» **WORK TASK**:
Reproduce precisely the lines of the listing below, starting with the line that contains "Catalog Resolution Constants" and stopping after the line that contains "config map side"; include nothing else.

» **EXERCISE INPUT**:
// Copyright (c) 2025 Erick Bourgeois, firestoned
// SPDX-License-Identifier: MIT

//! Global constants for the App Operator.
//!
//! This module contains all numeric and string constants used throughout the codebase.
//! Constants are organized by category for easy maintenance.

// ============================================================================
// API Constants
// ============================================================================

/// API group for all application CRDs
pub const API_GROUP: &str = "application.giantswarm.io";

/// API version for all application CRDs
pub const API_VERSION: &str = "v1alpha1";

/// Kind name for the `App` resource
pub const KIND_APP: &str = "App";

/// Kind name for the `Catalog` resource
pub const KIND_CATALOG: &str = "Catalog";

/// Kind name for the `Chart` resource
pub const KIND_CHART: &str = "Chart";

/// Project name, used as the `managed-by` label value on generated objects
pub const PROJECT_NAME: &str = "app-operator";

// ============================================================================
// Catalog Resolution Constants
// ============================================================================

/// Namespaces searched for a Catalog CR when `spec.catalogNamespace` is empty,
/// in order.
pub const CATALOG_NAMESPACES: [&str; 2] = ["default", "giantswarm"];

// ============================================================================
// Derived Object Naming
// ============================================================================

/// Suffix of the generated per-app values config map, `${app}-chart-values`
pub const CHART_VALUES_SUFFIX: &str = "-chart-values";

/// Suffix of the generated per-app secrets secret, `${app}-chart-secrets`
pub const CHART_SECRETS_SUFFIX: &str = "-chart-secrets";

/// Suffix of the per-namespace cluster values config map,
/// `${namespace}-cluster-values`
pub const CLUSTER_VALUES_SUFFIX: &str = "-cluster-values";

/// Data key holding YAML values in config sources and generated objects
pub const VALUES_KEY: &str = "values";

/// Data key holding kubeconfig bytes in a kubeconfig secret
pub const KUBECONFIG_KEY: &str = "kubeConfig";

// ============================================================================
// Chart Constants
// ============================================================================

/// Chart operator version label value used when the `App` carries none
pub const DEFAULT_CHART_OPERATOR_VERSION: &str = "1.0.0";

/// Notes annotation value on generated config maps and secrets
pub const NOTES_DO_NOT_EDIT: &str = "DO NOT EDIT. Values managed by app-operator.";

// ============================================================================
// Release Status Constants
// ============================================================================

/// Release status reported when the chart values merge failed on the
/// config map side
pub const STATUS_CONFIGMAP_MERGE_FAILED: &str = "configmap-merge-failed";

/// Release status reported when the chart values merge failed on the
/// secret side
pub const STATUS_SECRET_MERGE_FAILED: &str = "secret-merge-failed";

// ============================================================================
// Controller Error Handling Constants
// ============================================================================

/// Base requeue duration after a reconciliation error (first attempt)
pub const ERROR_REQUEUE_BASE_SECS: u64 = 5;

/// Upper bound on the error requeue duration
pub const ERROR_REQUEUE_MAX_SECS: u64 = 300;

// ============================================================================
// Leader Election Constants
// ============================================================================

/// Default leader election lease duration (15 seconds)
pub const DEFAULT_LEASE_DURATION_SECS: u64 = 15;

/// Default leader election retry period (2 seconds)
pub const DEFAULT_LEASE_RETRY_PERIOD_SECS: u64 = 2;

// ============================================================================
// Runtime Constants
// ============================================================================

/// Number of worker threads for the Tokio runtime
pub const TOKIO_WORKER_THREADS: usize = 4;

// ============================================================================
// Metrics Server Constants
// ============================================================================

/// Port for the Prometheus metrics HTTP server
pub const METRICS_SERVER_PORT: u16 = 8080;

/// Path for the Prometheus metrics endpoint
pub const METRICS_SERVER_PATH: &str = "/metrics";

/// Bind address for the metrics HTTP server
pub const METRICS_SERVER_BIND_ADDRESS: &str = "0.0.0.0";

» **YOUR SOLUTION**:
// Catalog Resolution Constants
// ============================================================================

/// Namespaces searched for a Catalog CR when `spec.catalogNamespace` is empty,
/// in order.
pub const CATALOG_NAMESPACES: [&str; 2] = ["default", "giantswarm"];

// ============================================================================
// Derived Object Naming
// ============================================================================

/// Suffix of the generated per-app values config map, `${app}-chart-values`
pub const CHART_VALUES_SUFFIX: &str = "-chart-values";

/// Suffix of the generated per-app secrets secret, `${app}-chart-secrets`
pub const CHART_SECRETS_SUFFIX: &str = "-chart-secrets";

/// Suffix of the per-namespace cluster values config map,
/// `${namespace}-cluster-values`
pub const CLUSTER_VALUES_SUFFIX: &str = "-cluster-values";

/// Data key holding YAML values in config sources and generated objects
pub const VALUES_KEY: &str = "values";

/// Data key holding kubeconfig bytes in a kubeconfig secret
pub const KUBECONFIG_KEY: &str = "kubeConfig";

// ============================================================================
// Chart Constants
// ============================================================================

/// Chart operator version label value used when the `App` carries none
pub const DEFAULT_CHART_OPERATOR_VERSION: &str = "1.0.0";

/// Notes annotation value on generated config maps and secrets
pub const NOTES_DO_NOT_EDIT: &str = "DO NOT EDIT. Values managed by app-operator.";

// ============================================================================
// Release Status Constants
// ============================================================================

/// Release status reported when the chart values merge failed on the
/// config map side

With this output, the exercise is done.